Scotiabank quarterly profit tops estimates, to buy back shares
By John Tilak
TORONTO (Reuters) - Bank of Nova Scotia BNS.TO reported a quarterly profit that beat market expectations on Friday and outlined a plan to buy back shares as earnings grew at its Canadian banking division.
The second-quarter report from the country's third-largest lender rounds out results from the six major Canadian banks, all of which beat earnings estimates. Three of them, Bank of Montreal BMO.TO, National Bank of Canada NA.TO and Canadian Imperial Bank of Commerce CM.TO, also raised their dividends.

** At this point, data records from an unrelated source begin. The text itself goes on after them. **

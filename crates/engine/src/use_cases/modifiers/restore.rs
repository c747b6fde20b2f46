//! Restore tracked permanent modifiers that went missing from their fields.

use std::sync::Arc;

use dhsheet_domain::{restore_document, DocumentRef};

use crate::infrastructure::ports::DocumentRepo;

use super::error::ModifierError;
use super::load_document;

pub struct RestorePermanentModifiers {
    repo: Arc<dyn DocumentRepo>,
}

impl RestorePermanentModifiers {
    pub fn new(repo: Arc<dyn DocumentRepo>) -> Self {
        Self { repo }
    }

    /// Returns how many modifiers were re-inserted. Idempotent: a second
    /// call restores nothing and writes nothing.
    pub async fn execute(&self, target: &DocumentRef) -> Result<usize, ModifierError> {
        let document = load_document(self.repo.as_ref(), target).await?;
        let restore = restore_document(&document);

        for warning in &restore.warnings {
            tracing::warn!(document_id = %target, "{}", warning);
        }
        if restore.update.is_empty() {
            return Ok(0);
        }

        self.repo.update(target, &restore.update).await?;
        tracing::info!(document_id = %target, restored = restore.restored, "Restored permanent modifiers");
        Ok(restore.restored)
    }
}
//! ValueModel - base value, ordered modifiers and derived total
//!
//! The numeric and formula variants share one generic container,
//! [`ModifiedValue`], parameterized by how the total is resolved.
//! Stored shapes are read leniently: a bare primitive is upcast into a
//! ValueModel, missing keys fall back to defaults, and the stored `value`
//! is never trusted (it is always recomputed).

use serde::de::DeserializeOwned;
use serde::{Deserialize, Serialize};
use serde_json::{Map, Value};
use std::collections::HashSet;
use std::fmt;

use crate::error::DomainError;
use crate::resolver::{compute_formula_total, compute_numeric_total};
use crate::value_objects::{
    coerced_keys, parse_integer_prefix, FieldKind, Modifier, ModifierDraft, ModifierValue,
    PermanentModifierEntry,
};
use crate::ModifierId;

/// A dice/arithmetic formula string (`"1d8 +2"`).
#[derive(Debug, Clone, Default, PartialEq, Eq, Serialize, Deserialize)]
#[serde(transparent)]
pub struct Formula(String);

impl Formula {
    pub fn new(formula: impl Into<String>) -> Self {
        Self(formula.into())
    }

    pub fn as_str(&self) -> &str {
        &self.0
    }
}

impl fmt::Display for Formula {
    fn fmt(&self, f: &mut fmt::Formatter<'_>) -> fmt::Result {
        write!(f, "{}", self.0)
    }
}

impl From<&str> for Formula {
    fn from(value: &str) -> Self {
        Self(value.to_string())
    }
}

/// The combination rule of a ValueModel variant.
pub trait Resolve: Clone + PartialEq + fmt::Debug + Serialize {
    const KIND: FieldKind;

    /// Derived total from a base and the ordered modifier list.
    fn resolve(base: &Self, modifiers: &[Modifier]) -> Self;

    /// Coerce a stored primitive. `None` when the value cannot be a base.
    fn coerce(raw: &Value) -> Option<Self>;

    fn default_base() -> Self;
}

impl Resolve for i64 {
    const KIND: FieldKind = FieldKind::Numeric;

    fn resolve(base: &Self, modifiers: &[Modifier]) -> Self {
        compute_numeric_total(*base, modifiers)
    }

    fn coerce(raw: &Value) -> Option<Self> {
        match raw {
            Value::Number(_) => Some(ModifierValue::from_json(raw).as_integer()),
            Value::String(s) => Some(parse_integer_prefix(s)),
            Value::Null => Some(0),
            _ => None,
        }
    }

    fn default_base() -> Self {
        0
    }
}

impl Resolve for Formula {
    const KIND: FieldKind = FieldKind::Formula;

    fn resolve(base: &Self, modifiers: &[Modifier]) -> Self {
        Formula(compute_formula_total(&base.0, modifiers))
    }

    fn coerce(raw: &Value) -> Option<Self> {
        match raw {
            Value::String(s) => Some(Formula(s.trim().to_string())),
            Value::Number(n) => Some(Formula(n.to_string())),
            Value::Null => Some(Formula::default()),
            _ => None,
        }
    }

    fn default_base() -> Self {
        Formula::default()
    }
}

/// `{baseValue, modifiers, value}` plus the field's permanent-modifier ledger.
#[derive(Debug, Clone, PartialEq, Serialize, Deserialize)]
#[serde(rename_all = "camelCase")]
pub struct ModifiedValue<T> {
    pub(crate) base_value: T,
    #[serde(default)]
    pub(crate) modifiers: Vec<Modifier>,
    pub(crate) value: T,
    #[serde(default, skip_serializing_if = "Vec::is_empty")]
    pub(crate) permanent_modifiers: Vec<PermanentModifierEntry>,
}

impl<T: Resolve> ModifiedValue<T> {
    /// A fresh ValueModel with no modifiers.
    pub fn new(base_value: T) -> Self {
        let value = base_value.clone();
        let mut model = Self {
            base_value,
            modifiers: Vec::new(),
            value,
            permanent_modifiers: Vec::new(),
        };
        model.recompute();
        model
    }

    /// Lenient read of a stored field without touching modifier ids.
    ///
    /// - absent or null: `TargetNotFound`
    /// - bare primitive: upcast to `baseValue`
    /// - object: missing `baseValue` falls back to `value`, then the default;
    ///   a non-list `modifiers` becomes empty; entries that are not objects
    ///   are dropped
    /// - anything else: `CorruptedShape`
    pub fn from_stored(raw: Option<&Value>) -> Result<Self, DomainError> {
        let raw = match raw {
            None | Some(Value::Null) => {
                return Err(DomainError::not_found("Field", "value model"));
            }
            Some(raw) => raw,
        };
        match raw {
            Value::Object(map) => Ok(Self::from_object(map)),
            primitive => T::coerce(primitive).map(Self::new).ok_or_else(|| {
                DomainError::corrupted(format!(
                    "cannot use {} as a {} value",
                    primitive,
                    T::KIND
                ))
            }),
        }
    }

    /// Read a stored field and repair blank or duplicate modifier ids.
    pub fn load(raw: Option<&Value>) -> Result<Self, DomainError> {
        let mut model = Self::from_stored(raw)?;
        model.ensure_ids();
        Ok(model)
    }

    fn from_object(map: &Map<String, Value>) -> Self {
        let base_value = map
            .get("baseValue")
            .filter(|v| !v.is_null())
            .and_then(T::coerce)
            .or_else(|| map.get("value").filter(|v| !v.is_null()).and_then(T::coerce))
            .unwrap_or_else(T::default_base);
        let modifiers = list_of::<Modifier>(map.get("modifiers"));
        let permanent_modifiers = list_of::<PermanentModifierEntry>(map.get("permanentModifiers"));
        let mut model = Self {
            value: base_value.clone(),
            base_value,
            modifiers,
            permanent_modifiers,
        };
        model.recompute();
        model
    }

    pub fn base_value(&self) -> &T {
        &self.base_value
    }

    /// The derived total.
    pub fn value(&self) -> &T {
        &self.value
    }

    pub fn modifiers(&self) -> &[Modifier] {
        &self.modifiers
    }

    pub fn permanent_modifiers(&self) -> &[PermanentModifierEntry] {
        &self.permanent_modifiers
    }

    pub fn find(&self, id: &ModifierId) -> Option<&Modifier> {
        self.modifiers.iter().find(|m| m.id() == id)
    }

    pub(crate) fn find_mut(&mut self, id: &ModifierId) -> Option<&mut Modifier> {
        self.modifiers.iter_mut().find(|m| m.id() == id)
    }

    pub(crate) fn position(&self, id: &ModifierId) -> Option<usize> {
        self.modifiers.iter().position(|m| m.id() == id)
    }

    /// Recompute `value` from `baseValue` and the enabled modifiers.
    pub fn recompute(&mut self) {
        self.value = T::resolve(&self.base_value, &self.modifiers);
    }

    /// Whether the stored total agrees with the resolver.
    pub fn is_consistent(&self) -> bool {
        self.value == T::resolve(&self.base_value, &self.modifiers)
    }

    /// Replace the base value. Never touches the modifiers.
    pub fn set_base_value(&mut self, base_value: T) {
        self.base_value = base_value;
        self.recompute();
    }

    /// Assign fresh ids to blank or duplicated modifier ids.
    ///
    /// Returns how many ids were reassigned. A reassigned permanent modifier
    /// keeps a matching ledger entry only when the entry is re-tracked.
    pub fn ensure_ids(&mut self) -> usize {
        let mut seen = HashSet::new();
        let mut reassigned = 0;
        for modifier in &mut self.modifiers {
            if modifier.id().is_blank() || !seen.insert(modifier.id().clone()) {
                let id = ModifierId::new();
                seen.insert(id.clone());
                modifier.set_id(id);
                reassigned += 1;
            }
        }
        reassigned
    }

    pub fn to_json(&self) -> Value {
        // Serializing plain data with string keys cannot fail.
        serde_json::to_value(self).unwrap_or(Value::Null)
    }
}

fn list_of<E: DeserializeOwned>(raw: Option<&Value>) -> Vec<E> {
    match raw {
        Some(Value::Array(items)) => items
            .iter()
            .filter(|item| item.is_object())
            .filter_map(|item| serde_json::from_value(item.clone()).ok())
            .collect(),
        _ => Vec::new(),
    }
}

/// Tagged union over the two ValueModel variants.
#[derive(Debug, Clone, PartialEq, Serialize)]
#[serde(untagged)]
pub enum ValueModel {
    Numeric(ModifiedValue<i64>),
    Formula(ModifiedValue<Formula>),
}

macro_rules! dispatch {
    ($self:expr, $model:ident => $body:expr) => {
        match $self {
            ValueModel::Numeric($model) => $body,
            ValueModel::Formula($model) => $body,
        }
    };
}

impl ValueModel {
    /// Read a stored field of the given kind, upcasting bare primitives.
    pub fn load(kind: FieldKind, raw: Option<&Value>) -> Result<Self, DomainError> {
        Ok(match kind {
            FieldKind::Numeric => Self::Numeric(ModifiedValue::load(raw)?),
            FieldKind::Formula => Self::Formula(ModifiedValue::load(raw)?),
        })
    }

    /// Like [`ValueModel::load`] but leaves blank or duplicate ids alone.
    pub fn from_stored(kind: FieldKind, raw: Option<&Value>) -> Result<Self, DomainError> {
        Ok(match kind {
            FieldKind::Numeric => Self::Numeric(ModifiedValue::from_stored(raw)?),
            FieldKind::Formula => Self::Formula(ModifiedValue::from_stored(raw)?),
        })
    }

    /// What a read of `raw` has to coerce or drop, one note per entry.
    pub fn coercion_notes(raw: &Value) -> Vec<String> {
        let mut notes = Vec::new();
        for list in ["modifiers", "permanentModifiers"] {
            let entries = match raw.get(list) {
                None | Some(Value::Null) => continue,
                Some(Value::Array(entries)) => entries,
                Some(_) => {
                    notes.push(format!("{} is not a list, reset to empty", list));
                    continue;
                }
            };
            for (index, entry) in entries.iter().enumerate() {
                if !entry.is_object() {
                    notes.push(format!("{}[{}] dropped (not an object)", list, index));
                    continue;
                }
                let keys = coerced_keys(entry);
                if !keys.is_empty() {
                    notes.push(format!("{}[{}] coerced {}", list, index, keys.join(", ")));
                }
            }
        }
        notes
    }

    pub fn empty(kind: FieldKind) -> Self {
        match kind {
            FieldKind::Numeric => Self::Numeric(ModifiedValue::new(0)),
            FieldKind::Formula => Self::Formula(ModifiedValue::new(Formula::default())),
        }
    }

    pub fn kind(&self) -> FieldKind {
        match self {
            Self::Numeric(_) => FieldKind::Numeric,
            Self::Formula(_) => FieldKind::Formula,
        }
    }

    pub fn modifiers(&self) -> &[Modifier] {
        dispatch!(self, model => model.modifiers())
    }

    pub fn permanent_modifiers(&self) -> &[PermanentModifierEntry] {
        dispatch!(self, model => model.permanent_modifiers())
    }

    pub fn find(&self, id: &ModifierId) -> Option<&Modifier> {
        dispatch!(self, model => model.find(id))
    }

    /// Total rendered for display (`"5"`, `"1d8 +2"`).
    pub fn total_display(&self) -> String {
        match self {
            Self::Numeric(model) => model.value().to_string(),
            Self::Formula(model) => model.value().to_string(),
        }
    }

    pub fn is_consistent(&self) -> bool {
        dispatch!(self, model => model.is_consistent())
    }

    pub fn add_modifier(&mut self, draft: ModifierDraft) -> Result<ModifierId, DomainError> {
        dispatch!(self, model => model.add_modifier(draft))
    }

    pub fn remove_modifier(
        &mut self,
        id: &ModifierId,
        force: bool,
    ) -> Result<Modifier, DomainError> {
        dispatch!(self, model => model.remove_modifier(id, force))
    }

    pub fn toggle_modifier(&mut self, id: &ModifierId, enabled: bool) -> Result<(), DomainError> {
        dispatch!(self, model => model.toggle_modifier(id, enabled))
    }

    pub fn rename_modifier(&mut self, id: &ModifierId, name: &str) -> Result<(), DomainError> {
        dispatch!(self, model => model.rename_modifier(id, name))
    }

    pub fn set_modifier_value(
        &mut self,
        id: &ModifierId,
        value: ModifierValue,
    ) -> Result<(), DomainError> {
        dispatch!(self, model => model.set_modifier_value(id, value))
    }

    /// Replace the base from a raw input value, coerced by kind.
    pub fn set_base_json(&mut self, raw: &Value) -> Result<(), DomainError> {
        match self {
            Self::Numeric(model) => {
                let base = i64::coerce(raw).ok_or_else(|| {
                    DomainError::corrupted(format!("cannot use {} as a numeric base", raw))
                })?;
                model.set_base_value(base);
            }
            Self::Formula(model) => {
                let base = Formula::coerce(raw).ok_or_else(|| {
                    DomainError::corrupted(format!("cannot use {} as a formula base", raw))
                })?;
                model.set_base_value(base);
            }
        }
        Ok(())
    }

    pub fn ensure_ids(&mut self) -> usize {
        dispatch!(self, model => model.ensure_ids())
    }

    pub fn backfill_permanent_entries(&mut self) -> usize {
        dispatch!(self, model => model.backfill_permanent_entries())
    }

    pub fn restore_permanent(&mut self) -> crate::tracker::RestoreReport {
        dispatch!(self, model => model.restore_permanent())
    }

    pub fn to_json(&self) -> Value {
        dispatch!(self, model => model.to_json())
    }
}
//! Migration errors.

use crate::infrastructure::ports::RepoError;
use dhsheet_domain::DocumentRef;

#[derive(Debug, thiserror::Error)]
pub enum MigrationError {
    #[error("Document not found: {0}")]
    DocumentNotFound(DocumentRef),
    #[error("Repository error: {0}")]
    Repo(#[from] RepoError),
}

Still, investors remain concerned about slowing domestic growth and a lack of strong catalysts for the lenders, as well the impact from exposure to the energy industry.
Excluding items, earnings at Scotiabank’s Canadian banking division grew 9 percent year-over-year, and net interest margins in this segment climbed 10 basis points from the first quarter.
Scotiabank, whose stock gained 0.7 percent to C$65.01 in morning trading, joined some of its peers in reporting robust capital markets results.
“We think it was a very positive quarter,” Barclays analyst John Aiken said. “The increase in margins in the domestic retail business is a meaningful offset to the slowing loan growth we’re seeing.”
However, he was cautious about the prospects for the broader Canadian banking industry.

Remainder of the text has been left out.